Electron microscopy analysis of histone acetylation and DNA strand breaks in mouse elongating spermatids using a dual labelling approach.

Chromatin remodelling steps in mammalian spermatids include post‐translational modifications of histones and DNA fragmentation. Histone H4 hyperacetylation (AcH4) establishes a chromatin state that facilitates DNA repair in somatic cells. So we sought to determine whether a similar link exists in spermatids by combining immunogold labelling with detection of DNA strand breaks, making use of gold particles of different sizes. DNA strand breaks were not detected in the vicinity of AcH4 chromatin, suggesting that this modified histone may not be involved in the aetiology of DNA fragmentation and repair in spermatids. The AcH4 reactivity, however, indicates that chromatin remodelling is distributed throughout the nucleus.
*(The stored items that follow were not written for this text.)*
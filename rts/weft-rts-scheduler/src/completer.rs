//! Counted completers: tasks that finish when their pending children do.
//!
//! A completer carries a pending count and an optional parent. Instead of
//! joining children, a computation forks them, bumps its pending count, and
//! returns. Each finishing child calls [`Completer::try_complete`], which
//! decrements the first nonzero pending count up the parent chain, running
//! completion hooks on the way, and completes the root when every count
//! reaches zero.
//!
//! Joining a completer never walks steal chains; the joiner instead runs
//! queued tasks belonging to the same completion tree.

use crate::error::TaskError;
use crate::task::{
    fork_job, invoke_status, join_status, record_failure, Job, JobRef, TaskHeader, CANCELLED,
    DONE_MASK, NORMAL,
};
use crate::{scheduler, worker};
use parking_lot::Mutex;
use std::error::Error;
use std::fmt;
use std::sync::atomic::{AtomicI32, Ordering};
use std::sync::Arc;

type Compute = Box<dyn FnMut(&Completer) + Send>;
type Hook = Box<dyn Fn(&Completer, &Completer) + Send + Sync>;

struct CompleterCell {
    header: TaskHeader,
    pending: AtomicI32,
    parent: Option<Completer>,
    compute: Mutex<Compute>,
    on_completion: Mutex<Option<Hook>>,
}

impl Job for CompleterCell {
    fn header(&self) -> &TaskHeader {
        &self.header
    }

    fn exec(self: Arc<Self>) -> bool {
        let handle = Completer { cell: self };
        let mut compute = handle.cell.compute.lock();
        compute(&handle);
        false
    }

    fn is_completer(&self) -> bool {
        true
    }

    fn completer_parent(&self) -> Option<JobRef> {
        self.parent.as_ref().map(Completer::job)
    }

    fn on_exceptional(&self, err: &TaskError) {
        if let Some(parent) = &self.parent {
            if !parent.is_done() {
                record_failure(parent.cell.as_ref(), err.clone());
            }
        }
    }
}

/// A task in a counted-completion tree.
///
/// Handles are cheap to clone; all clones refer to the same completer.
#[derive(Clone)]
pub struct Completer {
    cell: Arc<CompleterCell>,
}

impl Completer {
    /// Create a root completer.
    pub fn new<F>(compute: F) -> Self
    where
        F: FnMut(&Completer) + Send + 'static,
    {
        Self::build(None, 0, Box::new(compute))
    }

    /// Create a completer reporting to `parent`.
    pub fn child<F>(parent: &Completer, compute: F) -> Self
    where
        F: FnMut(&Completer) + Send + 'static,
    {
        Self::build(Some(parent.clone()), 0, Box::new(compute))
    }

    /// Create a completer reporting to `parent` with an initial pending count.
    pub fn child_with_pending<F>(parent: &Completer, pending: i32, compute: F) -> Self
    where
        F: FnMut(&Completer) + Send + 'static,
    {
        Self::build(Some(parent.clone()), pending, Box::new(compute))
    }

    fn build(parent: Option<Completer>, pending: i32, compute: Compute) -> Self {
        Self {
            cell: Arc::new(CompleterCell {
                header: TaskHeader::new(),
                pending: AtomicI32::new(pending),
                parent,
                compute: Mutex::new(compute),
                on_completion: Mutex::new(None),
            }),
        }
    }

    /// Install a hook run when this completer's pending count is found at
    /// zero during [`try_complete`](Self::try_complete), or on
    /// [`complete`](Self::complete).
    ///
    /// The hook receives this completer and the one whose completion
    /// triggered it.
    #[must_use]
    pub fn on_completion<F>(self, hook: F) -> Self
    where
        F: Fn(&Completer, &Completer) + Send + Sync + 'static,
    {
        *self.cell.on_completion.lock() = Some(Box::new(hook));
        self
    }

    pub(crate) fn job(&self) -> JobRef {
        self.cell.clone()
    }

    fn run_on_completion(&self, caller: &Completer) {
        if let Some(hook) = self.cell.on_completion.lock().as_ref() {
            hook(self, caller);
        }
    }

    fn quietly_complete(&self) {
        self.cell.header.set_completion(NORMAL);
    }

    // ========================================================================
    // Tree Navigation
    // ========================================================================

    /// The completer this one reports to.
    #[must_use]
    pub fn parent(&self) -> Option<&Completer> {
        self.cell.parent.as_ref()
    }

    /// The root of this completer's tree.
    #[must_use]
    pub fn root(&self) -> Completer {
        let mut a = self.clone();
        while let Some(p) = a.cell.parent.clone() {
            a = p;
        }
        a
    }

    // ========================================================================
    // Pending Count
    // ========================================================================

    /// Current pending count.
    #[must_use]
    pub fn pending_count(&self) -> i32 {
        self.cell.pending.load(Ordering::Acquire)
    }

    /// Set the pending count.
    pub fn set_pending_count(&self, count: i32) {
        self.cell.pending.store(count, Ordering::Release);
    }

    /// Atomically add `delta` to the pending count.
    pub fn add_to_pending_count(&self, delta: i32) {
        self.cell.pending.fetch_add(delta, Ordering::AcqRel);
    }

    /// Set the pending count to `count` if it equals `expect`.
    pub fn compare_and_set_pending_count(&self, expect: i32, count: i32) -> bool {
        self.cell
            .pending
            .compare_exchange(expect, count, Ordering::AcqRel, Ordering::Acquire)
            .is_ok()
    }

    /// Decrement the pending count unless it is zero. Returns the count
    /// seen before.
    pub fn decrement_pending_count_unless_zero(&self) -> i32 {
        let mut c = self.pending_count();
        while c != 0 {
            match self.cell.pending.compare_exchange(
                c,
                c - 1,
                Ordering::AcqRel,
                Ordering::Acquire,
            ) {
                Ok(_) => break,
                Err(current) => c = current,
            }
        }
        c
    }

    // ========================================================================
    // Completion
    // ========================================================================

    /// Decrement the pending count, or if it is zero, run the completion
    /// hook and repeat on the parent. The root completes once its count is
    /// found at zero.
    pub fn try_complete(&self) {
        self.walk_completion(true);
    }

    /// Like [`try_complete`](Self::try_complete) without running hooks.
    pub fn propagate_completion(&self) {
        self.walk_completion(false);
    }

    fn walk_completion(&self, hooks: bool) {
        let mut a = self.clone();
        let mut s = self.clone();
        loop {
            let c = a.pending_count();
            if c == 0 {
                if hooks {
                    a.run_on_completion(&s);
                }
                let Some(parent) = a.cell.parent.clone() else {
                    a.quietly_complete();
                    return;
                };
                s = a;
                a = parent;
            } else if a.compare_and_set_pending_count(c, c - 1) {
                return;
            }
        }
    }

    /// Complete regardless of the pending count, run the hook, and then
    /// [`try_complete`](Self::try_complete) the parent.
    pub fn complete(&self) {
        self.run_on_completion(self);
        self.quietly_complete();
        if let Some(parent) = &self.cell.parent {
            parent.try_complete();
        }
    }

    /// Complete the root of this tree normally.
    pub fn quietly_complete_root(&self) {
        self.root().quietly_complete();
    }

    /// Complete with a failure; the failure propagates to every incomplete
    /// ancestor.
    pub fn complete_exceptionally<E>(&self, err: E)
    where
        E: Error + Send + Sync + 'static,
    {
        record_failure(self.cell.as_ref(), TaskError::failed(err));
    }

    /// Cancel the completer if it has not completed.
    pub fn cancel(&self) -> bool {
        self.cell.header.set_completion(CANCELLED) & DONE_MASK == CANCELLED
    }

    /// Run tasks of this completer's tree, at most `max_tasks` of them, while
    /// it is incomplete.
    pub fn help_complete(&self, max_tasks: i32) {
        if max_tasks <= 0 || self.is_done() {
            return;
        }
        let job = self.job();
        let own = worker::with_current(|ctx| ctx.map(|w| (Arc::clone(&w.pool), Arc::clone(&w.queue))));
        match own {
            Some((pool, queue)) => {
                pool.help_complete(&queue, &job, max_tasks);
            }
            None => {
                let pool = self
                    .cell
                    .header
                    .home()
                    .unwrap_or_else(|| Arc::clone(scheduler::common_pool()));
                pool.external_help_complete(&job, max_tasks);
            }
        }
    }

    // ========================================================================
    // Fork / Join
    // ========================================================================

    /// Arrange to run this completer asynchronously.
    pub fn fork(&self) -> &Self {
        fork_job(&self.job());
        self
    }

    /// Wait for the completer, running tasks of its tree meanwhile.
    pub fn join(&self) -> Result<(), TaskError> {
        let s = join_status(&self.job(), None)?;
        self.cell.header.outcome(s)
    }

    /// Run the completer on the calling thread, then wait for its tree.
    pub fn invoke(&self) -> Result<(), TaskError> {
        let s = invoke_status(&self.job())?;
        self.cell.header.outcome(s)
    }

    /// Wait for the completer without reporting its outcome.
    pub fn quietly_join(&self) {
        let _ = join_status(&self.job(), None);
    }

    /// Whether the completer completed in any way.
    #[must_use]
    pub fn is_done(&self) -> bool {
        self.cell.header.is_done()
    }

    /// Whether the completer completed without failure or cancellation.
    #[must_use]
    pub fn is_completed_normally(&self) -> bool {
        self.cell.header.status() & DONE_MASK == NORMAL
    }

    /// Whether the completer failed or was cancelled.
    #[must_use]
    pub fn is_completed_abnormally(&self) -> bool {
        self.cell.header.status() < NORMAL
    }

    /// Whether the completer was cancelled.
    #[must_use]
    pub fn is_cancelled(&self) -> bool {
        self.cell.header.status() & DONE_MASK == CANCELLED
    }

    /// The failure of an abnormally completed completer.
    #[must_use]
    pub fn failure(&self) -> Option<TaskError> {
        self.cell.header.failure()
    }
}

impl fmt::Debug for Completer {
    fn fmt(&self, f: &mut fmt::Formatter<'_>) -> fmt::Result {
        f.debug_struct("Completer")
            .field("header", &self.cell.header)
            .field("pending", &self.pending_count())
            .field("has_parent", &self.cell.parent.is_some())
            .finish_non_exhaustive()
    }
}

#[cfg(test)]
mod tests {
    use super::*;
    use std::sync::atomic::AtomicUsize;

    #[derive(Debug, thiserror::Error)]
    #[error("leaf failed")]
    struct LeafFailed;

    #[test]
    fn test_root_completes_when_count_reaches_zero() {
        let root = Completer::new(|_| {});
        root.set_pending_count(2);
        root.try_complete();
        assert_eq!(root.pending_count(), 1);
        assert!(!root.is_done());
        root.try_complete();
        assert_eq!(root.pending_count(), 0);
        assert!(!root.is_done());
        root.try_complete();
        assert!(root.is_completed_normally());
    }

    #[test]
    fn test_hooks_run_up_the_chain() {
        let calls = Arc::new(AtomicUsize::new(0));
        let c = calls.clone();
        let root = Completer::new(|_| {}).on_completion(move |_, _| {
            c.fetch_add(1, Ordering::SeqCst);
        });
        let child = Completer::child(&root, |_| {});
        child.try_complete();
        assert_eq!(calls.load(Ordering::SeqCst), 1);
        assert!(root.is_done());
        // Only the root is marked complete.
        assert!(!child.is_done());
    }

    #[test]
    fn test_propagate_skips_hooks() {
        let calls = Arc::new(AtomicUsize::new(0));
        let c = calls.clone();
        let root = Completer::new(|_| {}).on_completion(move |_, _| {
            c.fetch_add(1, Ordering::SeqCst);
        });
        Completer::child(&root, |_| {}).propagate_completion();
        assert_eq!(calls.load(Ordering::SeqCst), 0);
        assert!(root.is_done());
    }

    #[test]
    fn test_failure_propagates_to_ancestors() {
        let root = Completer::new(|_| {});
        let mid = Completer::child(&root, |_| {});
        let leaf = Completer::child(&mid, |_| {});
        leaf.complete_exceptionally(LeafFailed);
        assert!(leaf.is_completed_abnormally());
        assert!(mid.is_completed_abnormally());
        assert!(matches!(root.failure(), Some(TaskError::Failed(_))));
    }

    #[test]
    fn test_decrement_unless_zero() {
        let c = Completer::new(|_| {});
        c.set_pending_count(1);
        assert_eq!(c.decrement_pending_count_unless_zero(), 1);
        assert_eq!(c.decrement_pending_count_unless_zero(), 0);
        assert_eq!(c.pending_count(), 0);
    }

    #[test]
    fn test_invoke_inline_tree() {
        let sum = Arc::new(AtomicUsize::new(0));
        let total = sum.clone();
        let root = Completer::new(move |me| {
            me.set_pending_count(3);
            for i in 1..=3 {
                let total = total.clone();
                let leaf = Completer::child(me, move |leaf| {
                    total.fetch_add(i, Ordering::SeqCst);
                    leaf.try_complete();
                });
                // Leaves never complete themselves, so run rather than invoke.
                crate::task::do_exec(&leaf.job());
                assert!(!leaf.is_done());
            }
            me.try_complete();
        });
        root.invoke().unwrap();
        assert_eq!(sum.load(Ordering::SeqCst), 6);
        assert!(root.is_completed_normally());
        assert_eq!(root.root().pending_count(), 0);
    }
}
Step-specific Sorting of Mouse Spermatids by Flow Cytometry

The differentiation of mouse spermatids is one critical process for the production of a functional male gamete with an intact genome to be transmitted to the next generation. So far, molecular studies of this morphological transition have been hampered by the lack of a method allowing adequate separation of these important steps of spermatid differentiation for subsequent analyses. Earlier attempts at proper gating of these cells using flow cytometry may have been difficult because of a peculiar increase in DNA fluorescence in spermatids undergoing chromatin remodeling. Based on this observation, we provide details of a simple flow cytometry scheme, allowing reproducible purification of four populations of mouse spermatids fixed with ethanol, each representing a different state in the nuclear remodeling process. Population enrichment is confirmed using step-specific markers and morphological criterions. The purified spermatids can be used for genomic and proteomic analyses.

Spermiogenesis in Sperm Genetic Integrity

This review suggests that spermiogenesis has probably been overlooked as an important source of genetic instability that can provide a repertoire of mutations distributed through millions of spermatozoa, each having the potential to transfer genetic alterations to the next generation. Further investigation will be needed to establish whether this could be considered as a new component of evolution.